(Work instruction) Can you pull out each line of the data below that includes the word "failures"?

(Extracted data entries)
• • • • • • •

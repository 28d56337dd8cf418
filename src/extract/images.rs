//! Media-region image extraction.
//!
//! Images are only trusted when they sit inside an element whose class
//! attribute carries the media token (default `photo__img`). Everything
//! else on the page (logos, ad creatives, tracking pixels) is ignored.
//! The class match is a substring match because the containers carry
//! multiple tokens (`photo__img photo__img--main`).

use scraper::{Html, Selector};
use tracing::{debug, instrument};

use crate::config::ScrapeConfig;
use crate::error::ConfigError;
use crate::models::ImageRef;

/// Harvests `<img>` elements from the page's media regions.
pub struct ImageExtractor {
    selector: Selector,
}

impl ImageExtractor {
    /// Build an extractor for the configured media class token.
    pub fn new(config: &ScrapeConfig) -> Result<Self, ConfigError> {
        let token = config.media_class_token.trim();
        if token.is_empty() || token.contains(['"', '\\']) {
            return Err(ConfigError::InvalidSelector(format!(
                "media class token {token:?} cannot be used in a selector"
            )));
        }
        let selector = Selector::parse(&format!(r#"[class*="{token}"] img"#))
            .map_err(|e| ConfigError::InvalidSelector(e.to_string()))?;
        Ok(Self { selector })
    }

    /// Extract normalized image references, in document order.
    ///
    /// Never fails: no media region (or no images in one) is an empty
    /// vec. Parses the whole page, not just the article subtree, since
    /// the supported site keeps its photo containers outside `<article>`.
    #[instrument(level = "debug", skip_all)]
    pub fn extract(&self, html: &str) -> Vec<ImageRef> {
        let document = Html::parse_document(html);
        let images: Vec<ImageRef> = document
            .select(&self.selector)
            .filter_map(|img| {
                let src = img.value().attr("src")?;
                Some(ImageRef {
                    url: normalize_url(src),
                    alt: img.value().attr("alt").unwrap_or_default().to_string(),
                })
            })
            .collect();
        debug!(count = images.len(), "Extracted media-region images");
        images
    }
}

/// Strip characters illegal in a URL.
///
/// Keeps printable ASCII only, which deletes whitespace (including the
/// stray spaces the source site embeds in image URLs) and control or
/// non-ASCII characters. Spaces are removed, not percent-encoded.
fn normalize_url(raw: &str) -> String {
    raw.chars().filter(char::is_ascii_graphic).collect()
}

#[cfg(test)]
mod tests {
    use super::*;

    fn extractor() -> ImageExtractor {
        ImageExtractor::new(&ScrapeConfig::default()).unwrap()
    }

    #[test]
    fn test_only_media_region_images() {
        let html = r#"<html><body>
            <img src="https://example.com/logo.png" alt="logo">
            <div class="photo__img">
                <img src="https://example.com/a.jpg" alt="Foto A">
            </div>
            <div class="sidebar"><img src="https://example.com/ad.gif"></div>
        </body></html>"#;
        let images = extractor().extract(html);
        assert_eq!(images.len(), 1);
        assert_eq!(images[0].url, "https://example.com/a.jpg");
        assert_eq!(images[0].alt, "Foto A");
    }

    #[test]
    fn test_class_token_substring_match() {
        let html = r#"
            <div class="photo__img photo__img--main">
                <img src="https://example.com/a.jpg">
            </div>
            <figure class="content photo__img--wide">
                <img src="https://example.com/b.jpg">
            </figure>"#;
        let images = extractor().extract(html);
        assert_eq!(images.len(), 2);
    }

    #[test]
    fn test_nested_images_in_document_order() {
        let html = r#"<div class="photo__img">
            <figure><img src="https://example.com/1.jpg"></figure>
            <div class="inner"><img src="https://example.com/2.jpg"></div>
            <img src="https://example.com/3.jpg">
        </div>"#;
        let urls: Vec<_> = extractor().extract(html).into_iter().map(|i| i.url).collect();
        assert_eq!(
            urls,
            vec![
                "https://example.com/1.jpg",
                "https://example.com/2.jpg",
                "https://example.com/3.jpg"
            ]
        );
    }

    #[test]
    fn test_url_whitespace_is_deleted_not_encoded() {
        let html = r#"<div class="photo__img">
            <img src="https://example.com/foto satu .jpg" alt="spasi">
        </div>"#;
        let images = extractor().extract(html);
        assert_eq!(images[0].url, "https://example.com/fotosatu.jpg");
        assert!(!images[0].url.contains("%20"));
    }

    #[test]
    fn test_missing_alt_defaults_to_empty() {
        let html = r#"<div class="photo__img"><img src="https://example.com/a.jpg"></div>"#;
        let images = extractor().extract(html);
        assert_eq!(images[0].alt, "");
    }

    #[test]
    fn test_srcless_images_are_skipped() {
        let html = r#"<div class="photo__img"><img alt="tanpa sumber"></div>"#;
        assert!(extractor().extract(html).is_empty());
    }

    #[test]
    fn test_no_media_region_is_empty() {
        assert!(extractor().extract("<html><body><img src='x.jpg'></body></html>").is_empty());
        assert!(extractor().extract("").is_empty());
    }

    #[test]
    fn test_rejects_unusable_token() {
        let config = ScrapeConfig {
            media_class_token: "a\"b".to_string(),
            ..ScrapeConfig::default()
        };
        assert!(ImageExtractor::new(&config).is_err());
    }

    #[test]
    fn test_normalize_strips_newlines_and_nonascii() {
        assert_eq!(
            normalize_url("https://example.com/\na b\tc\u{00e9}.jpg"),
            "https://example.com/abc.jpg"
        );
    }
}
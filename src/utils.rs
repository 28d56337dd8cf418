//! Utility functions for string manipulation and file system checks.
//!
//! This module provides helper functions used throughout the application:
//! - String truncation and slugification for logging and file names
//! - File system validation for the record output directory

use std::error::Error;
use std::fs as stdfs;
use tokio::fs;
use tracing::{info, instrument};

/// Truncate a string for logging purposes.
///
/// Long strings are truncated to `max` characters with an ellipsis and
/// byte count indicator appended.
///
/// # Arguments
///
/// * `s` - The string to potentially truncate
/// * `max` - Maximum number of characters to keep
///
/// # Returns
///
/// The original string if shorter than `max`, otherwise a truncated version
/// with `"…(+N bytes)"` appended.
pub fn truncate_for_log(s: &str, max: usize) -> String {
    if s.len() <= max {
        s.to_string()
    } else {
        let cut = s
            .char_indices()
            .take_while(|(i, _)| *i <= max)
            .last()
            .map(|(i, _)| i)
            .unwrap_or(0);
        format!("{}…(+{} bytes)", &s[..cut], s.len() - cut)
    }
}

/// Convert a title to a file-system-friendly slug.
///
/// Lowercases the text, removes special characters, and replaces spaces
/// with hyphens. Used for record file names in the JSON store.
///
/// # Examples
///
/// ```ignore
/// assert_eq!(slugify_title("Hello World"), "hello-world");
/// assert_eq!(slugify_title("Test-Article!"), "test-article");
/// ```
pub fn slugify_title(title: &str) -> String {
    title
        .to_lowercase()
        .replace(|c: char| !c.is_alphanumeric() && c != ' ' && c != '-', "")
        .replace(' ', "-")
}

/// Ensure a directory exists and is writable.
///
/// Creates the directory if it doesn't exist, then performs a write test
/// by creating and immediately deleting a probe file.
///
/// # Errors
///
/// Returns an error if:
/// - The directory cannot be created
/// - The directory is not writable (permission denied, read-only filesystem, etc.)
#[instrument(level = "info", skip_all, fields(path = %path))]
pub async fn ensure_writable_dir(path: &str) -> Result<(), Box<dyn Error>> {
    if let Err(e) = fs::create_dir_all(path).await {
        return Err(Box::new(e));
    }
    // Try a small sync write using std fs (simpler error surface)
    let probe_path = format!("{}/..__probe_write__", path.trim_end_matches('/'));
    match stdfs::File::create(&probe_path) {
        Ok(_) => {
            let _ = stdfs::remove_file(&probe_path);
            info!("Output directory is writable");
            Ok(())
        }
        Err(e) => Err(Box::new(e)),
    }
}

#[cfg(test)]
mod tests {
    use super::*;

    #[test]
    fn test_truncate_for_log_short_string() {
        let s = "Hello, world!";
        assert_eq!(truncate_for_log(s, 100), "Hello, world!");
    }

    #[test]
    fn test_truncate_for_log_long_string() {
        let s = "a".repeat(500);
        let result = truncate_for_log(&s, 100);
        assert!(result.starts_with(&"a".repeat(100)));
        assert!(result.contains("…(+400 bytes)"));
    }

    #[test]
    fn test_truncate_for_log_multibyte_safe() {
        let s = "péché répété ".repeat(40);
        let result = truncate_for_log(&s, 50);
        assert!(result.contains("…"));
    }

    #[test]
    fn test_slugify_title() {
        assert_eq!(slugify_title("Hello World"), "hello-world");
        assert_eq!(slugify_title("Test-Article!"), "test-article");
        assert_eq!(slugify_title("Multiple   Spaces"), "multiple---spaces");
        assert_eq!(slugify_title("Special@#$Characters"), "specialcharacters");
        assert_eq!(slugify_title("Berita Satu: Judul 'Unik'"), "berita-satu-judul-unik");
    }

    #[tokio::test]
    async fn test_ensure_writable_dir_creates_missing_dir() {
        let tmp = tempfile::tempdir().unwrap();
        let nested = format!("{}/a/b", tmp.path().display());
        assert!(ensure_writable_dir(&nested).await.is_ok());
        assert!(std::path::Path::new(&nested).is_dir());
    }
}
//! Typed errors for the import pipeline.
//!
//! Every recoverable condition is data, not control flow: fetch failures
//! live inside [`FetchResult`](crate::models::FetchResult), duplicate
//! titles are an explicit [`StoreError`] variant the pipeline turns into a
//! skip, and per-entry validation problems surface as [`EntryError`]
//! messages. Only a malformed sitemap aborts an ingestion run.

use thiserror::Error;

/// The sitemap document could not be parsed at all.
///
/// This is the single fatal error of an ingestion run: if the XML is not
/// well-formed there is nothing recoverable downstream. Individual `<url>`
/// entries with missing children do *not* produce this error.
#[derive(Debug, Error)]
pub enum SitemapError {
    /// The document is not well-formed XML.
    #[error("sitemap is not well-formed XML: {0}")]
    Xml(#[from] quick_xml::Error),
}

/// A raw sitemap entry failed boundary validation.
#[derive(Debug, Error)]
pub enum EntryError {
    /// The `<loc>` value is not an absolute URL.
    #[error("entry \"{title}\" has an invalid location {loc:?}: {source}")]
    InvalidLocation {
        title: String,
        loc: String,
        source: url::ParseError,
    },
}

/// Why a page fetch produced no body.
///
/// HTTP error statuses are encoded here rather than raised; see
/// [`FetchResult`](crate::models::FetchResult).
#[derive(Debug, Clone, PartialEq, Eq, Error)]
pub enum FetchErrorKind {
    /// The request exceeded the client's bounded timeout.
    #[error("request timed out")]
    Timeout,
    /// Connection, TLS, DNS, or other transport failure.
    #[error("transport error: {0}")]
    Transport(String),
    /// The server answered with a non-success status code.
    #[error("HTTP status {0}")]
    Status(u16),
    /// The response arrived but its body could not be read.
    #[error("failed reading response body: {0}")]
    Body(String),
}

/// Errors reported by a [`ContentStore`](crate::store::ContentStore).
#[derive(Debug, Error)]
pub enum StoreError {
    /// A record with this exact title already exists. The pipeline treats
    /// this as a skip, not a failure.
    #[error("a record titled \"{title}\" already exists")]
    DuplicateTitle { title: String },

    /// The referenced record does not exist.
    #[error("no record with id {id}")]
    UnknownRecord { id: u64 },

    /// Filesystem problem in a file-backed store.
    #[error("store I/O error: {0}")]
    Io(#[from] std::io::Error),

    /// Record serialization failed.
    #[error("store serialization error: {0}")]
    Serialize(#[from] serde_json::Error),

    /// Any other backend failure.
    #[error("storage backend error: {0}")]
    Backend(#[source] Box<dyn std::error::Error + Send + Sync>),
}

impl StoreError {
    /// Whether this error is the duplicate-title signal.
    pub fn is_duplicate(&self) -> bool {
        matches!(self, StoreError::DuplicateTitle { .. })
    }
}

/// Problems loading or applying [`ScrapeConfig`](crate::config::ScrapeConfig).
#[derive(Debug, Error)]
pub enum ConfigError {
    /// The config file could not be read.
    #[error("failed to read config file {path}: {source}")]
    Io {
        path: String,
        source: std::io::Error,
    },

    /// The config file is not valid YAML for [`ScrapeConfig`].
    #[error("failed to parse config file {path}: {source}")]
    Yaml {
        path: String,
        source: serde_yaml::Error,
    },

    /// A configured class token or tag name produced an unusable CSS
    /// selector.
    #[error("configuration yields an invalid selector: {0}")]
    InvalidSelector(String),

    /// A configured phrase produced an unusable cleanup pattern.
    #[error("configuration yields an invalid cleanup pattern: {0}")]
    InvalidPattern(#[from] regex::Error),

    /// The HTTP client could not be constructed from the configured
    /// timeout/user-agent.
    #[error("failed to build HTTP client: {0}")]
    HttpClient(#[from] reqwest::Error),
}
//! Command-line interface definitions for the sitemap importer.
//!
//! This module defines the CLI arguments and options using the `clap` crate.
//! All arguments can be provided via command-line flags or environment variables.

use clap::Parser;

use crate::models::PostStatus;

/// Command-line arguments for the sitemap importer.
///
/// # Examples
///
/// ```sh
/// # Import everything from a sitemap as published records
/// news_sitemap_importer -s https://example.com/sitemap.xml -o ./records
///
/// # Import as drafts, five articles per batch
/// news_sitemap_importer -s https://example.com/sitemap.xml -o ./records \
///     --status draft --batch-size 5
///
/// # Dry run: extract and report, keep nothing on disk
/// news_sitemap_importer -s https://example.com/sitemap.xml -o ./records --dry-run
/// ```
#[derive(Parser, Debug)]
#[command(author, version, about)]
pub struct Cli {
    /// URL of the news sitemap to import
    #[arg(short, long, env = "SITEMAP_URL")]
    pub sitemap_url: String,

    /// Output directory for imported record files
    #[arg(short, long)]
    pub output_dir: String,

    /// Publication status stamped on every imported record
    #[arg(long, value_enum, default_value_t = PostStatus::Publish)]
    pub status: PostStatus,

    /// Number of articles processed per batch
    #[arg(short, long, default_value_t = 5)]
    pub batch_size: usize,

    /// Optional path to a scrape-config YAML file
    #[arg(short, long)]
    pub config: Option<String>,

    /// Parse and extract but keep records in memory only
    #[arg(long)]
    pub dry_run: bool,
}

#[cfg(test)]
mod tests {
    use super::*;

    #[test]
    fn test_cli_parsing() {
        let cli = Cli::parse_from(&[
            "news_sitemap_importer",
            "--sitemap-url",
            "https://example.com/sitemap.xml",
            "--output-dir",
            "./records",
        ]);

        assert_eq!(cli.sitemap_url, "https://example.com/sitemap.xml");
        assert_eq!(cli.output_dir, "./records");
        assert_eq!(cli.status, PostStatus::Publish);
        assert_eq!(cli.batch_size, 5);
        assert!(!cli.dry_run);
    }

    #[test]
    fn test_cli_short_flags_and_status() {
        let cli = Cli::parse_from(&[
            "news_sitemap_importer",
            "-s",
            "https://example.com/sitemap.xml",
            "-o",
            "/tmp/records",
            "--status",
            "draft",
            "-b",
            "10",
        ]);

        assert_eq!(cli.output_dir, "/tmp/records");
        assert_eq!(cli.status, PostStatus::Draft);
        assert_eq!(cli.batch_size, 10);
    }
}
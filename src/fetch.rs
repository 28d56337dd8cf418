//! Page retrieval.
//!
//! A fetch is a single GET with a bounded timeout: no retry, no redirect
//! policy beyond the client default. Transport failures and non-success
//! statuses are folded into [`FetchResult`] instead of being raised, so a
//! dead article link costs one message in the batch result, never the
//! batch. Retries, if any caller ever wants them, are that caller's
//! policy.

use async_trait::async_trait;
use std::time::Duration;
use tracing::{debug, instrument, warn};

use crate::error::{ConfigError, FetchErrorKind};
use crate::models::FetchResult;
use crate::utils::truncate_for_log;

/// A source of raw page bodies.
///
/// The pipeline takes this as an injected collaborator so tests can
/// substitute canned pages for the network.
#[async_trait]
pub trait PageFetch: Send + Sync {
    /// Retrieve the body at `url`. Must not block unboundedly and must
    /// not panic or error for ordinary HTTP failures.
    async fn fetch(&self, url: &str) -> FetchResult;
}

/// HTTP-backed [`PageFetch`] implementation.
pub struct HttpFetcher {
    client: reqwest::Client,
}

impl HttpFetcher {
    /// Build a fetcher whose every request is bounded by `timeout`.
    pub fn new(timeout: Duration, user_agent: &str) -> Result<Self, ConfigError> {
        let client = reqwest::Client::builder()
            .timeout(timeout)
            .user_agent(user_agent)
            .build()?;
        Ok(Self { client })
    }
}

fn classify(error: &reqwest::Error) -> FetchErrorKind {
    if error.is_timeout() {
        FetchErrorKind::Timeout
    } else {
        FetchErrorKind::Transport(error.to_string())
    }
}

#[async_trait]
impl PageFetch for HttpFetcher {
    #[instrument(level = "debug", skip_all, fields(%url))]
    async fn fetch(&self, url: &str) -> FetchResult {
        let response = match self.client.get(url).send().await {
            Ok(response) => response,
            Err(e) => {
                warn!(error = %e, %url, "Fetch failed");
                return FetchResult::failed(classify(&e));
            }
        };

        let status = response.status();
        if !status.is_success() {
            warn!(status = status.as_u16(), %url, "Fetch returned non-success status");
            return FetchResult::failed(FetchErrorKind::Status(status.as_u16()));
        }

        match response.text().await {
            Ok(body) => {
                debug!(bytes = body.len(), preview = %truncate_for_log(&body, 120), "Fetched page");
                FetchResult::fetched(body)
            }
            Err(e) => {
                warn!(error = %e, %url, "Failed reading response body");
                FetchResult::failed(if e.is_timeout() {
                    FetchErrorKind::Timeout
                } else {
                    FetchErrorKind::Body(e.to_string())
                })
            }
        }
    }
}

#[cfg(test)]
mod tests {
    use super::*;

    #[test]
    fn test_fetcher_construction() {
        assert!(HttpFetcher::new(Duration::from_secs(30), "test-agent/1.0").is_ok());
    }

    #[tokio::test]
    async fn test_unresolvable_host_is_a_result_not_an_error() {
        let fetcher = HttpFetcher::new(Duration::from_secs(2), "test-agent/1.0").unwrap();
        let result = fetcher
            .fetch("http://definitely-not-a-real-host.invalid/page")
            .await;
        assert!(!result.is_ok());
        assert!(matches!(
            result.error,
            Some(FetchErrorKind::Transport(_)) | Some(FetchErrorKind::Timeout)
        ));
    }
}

• • • • • • •

(Answer for this exercise)
//! Every recoverable condition is data, not control flow: fetch failures
//! policy beyond the client default. Transport failures and non-success
    /// not panic or error for ordinary HTTP failures.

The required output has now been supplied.